I met Riboud briefly in the late 1960s when I collided with him at a New York City anti-war demonstration. We were both running alongside the demonstrators, watching the action and not where we were when we bumped into each other. No real damage was done to either of us and later I got to chat with him and see some of his photos.

This brief encounter has stayed with me because I believe it changed my images. The ’60s were an angry time in America and my photographs reflected that anger and little else. Looking at Riboud’s images I saw my world as he saw it; with a gentler eye. The best example of this attitude is his image of a protester putting a flower in the barrel of a National Guardsman’s rifle.

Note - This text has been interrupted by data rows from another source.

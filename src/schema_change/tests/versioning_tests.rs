//! Unit tests for decoding persisted task parameters.

use rstest::rstest;

use crate::schema_change::domain::{
    ParameterUpgradeError, RateLimitConfig, TASK_PARAMETERS_VERSION, TaskParameters,
    decode_task_parameters, encode_task_parameters,
};

const LEGACY_BLOB: &str = r#"{
    "databaseName": "shop",
    "originTableName": "orders",
    "newTableName": "_orders_osc_new_",
    "renamedTableName": "_orders_osc_old_",
    "originTableCreateDdl": "CREATE TABLE orders (id INT)",
    "newTableCreateDdl": "CREATE TABLE _orders_osc_new_ (id INT, note TEXT)",
    "sqlsToBeExecuted": ["CREATE INDEX idx_note ON _orders_osc_new_ (note)"],
    "filterColumns": ["id"],
    "rateLimitConfig": {"rowLimit": 100, "dataSizeLimit": -1},
    "resourceID": -1,
    "k8sMapperPort": 0,
    "odcCommandURl": "http://10.0.0.5:18001",
    "omsProjectId": null
}"#;

#[test]
fn legacy_blob_upgrades_to_current_layout() {
    let parameters = decode_task_parameters(LEGACY_BLOB).expect("legacy blob should decode");

    assert_eq!(parameters.version, TASK_PARAMETERS_VERSION);
    assert_eq!(parameters.origin_table_name, "orders");
    assert_eq!(parameters.origin_table_ddl, "CREATE TABLE orders (id INT)");
    assert_eq!(parameters.auxiliary_sqls.len(), 1);
    assert_eq!(parameters.rate_limit, RateLimitConfig::rows_per_second(100));
    assert_eq!(parameters.resource_id, None);
    assert_eq!(parameters.mapped_port, None);
    assert_eq!(
        parameters.control_url.as_deref(),
        Some("http://10.0.0.5:18001")
    );
    assert_eq!(parameters.migration_project_id, None);
    assert!(!parameters.resource_released);
}

#[test]
fn current_layout_survives_encoding() {
    let mut parameters = TaskParameters::new("shop", "orders", "CREATE TABLE x (id INT)")
        .with_rate_limit(RateLimitConfig::rows_per_second(50));
    parameters.migration_project_id = Some("project-7".to_owned());

    let encoded = encode_task_parameters(&parameters).expect("parameters should encode");
    let decoded = decode_task_parameters(&encoded).expect("parameters should decode");

    assert_eq!(decoded, parameters);
}

#[rstest]
#[case(r#"{"version": 7, "database_name": "shop"}"#)]
#[case(r#"{"version": 0}"#)]
fn rejects_unknown_versions(#[case] blob: &str) {
    let result = decode_task_parameters(blob);

    assert!(matches!(
        result,
        Err(ParameterUpgradeError::UnsupportedVersion(_))
    ));
}

#[rstest]
#[case("[1, 2, 3]")]
#[case("\"orders\"")]
fn rejects_non_object_blobs(#[case] blob: &str) {
    let result = decode_task_parameters(blob);

    assert!(matches!(result, Err(ParameterUpgradeError::Malformed(_))));
}
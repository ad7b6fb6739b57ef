//! End-to-end schema-change tests over the in-memory adapters.
//!
//! Tests are organized into modules by functionality:
//! - `lifecycle_tests`: Submission, swaps, rate limits, cancellation
//! - `error_strategy_tests`: Failed tables under `ABORT` and `CONTINUE`

mod test_helpers;

mod in_memory {
    mod error_strategy_tests;
    mod lifecycle_tests;
}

Russia, 1960; ©Marc Riboud/Magnum Photos

Years later speaking with Cornell Capa about Riboud, Capa said that he was one of his “concerned photographers.” A photographer who looked beyond turbulence and despair to capture optimistic images of a world filled with joy and grace.

The Marc Riboud exhibitions in New York and France are both collections of his black and white photographs from the late 1940s through the 1960s. The show in Lyon is at the Plateau Exposition Hall at the Hotel de Région, 1 esplanade François, and is entitled "Marc Riboud, Early Snaps.” It runs until February 21, 2015.

Alaska, 1958; ©Marc Riboud/Magnum Photos

In New York, you can find Riboud’s “Witness at a Crossroads” exhibition at the Rubin Museum at 150 West 17th Street. It focuses exclusively on Riboud’s travel photography in the Middle East and Asia between 1955 and 1958. It runs through March 23, 2015.

India, 1956; ©Marc Riboud/Magnum Photos

(Marc Riboud photos used with the kind permission of the photographer.)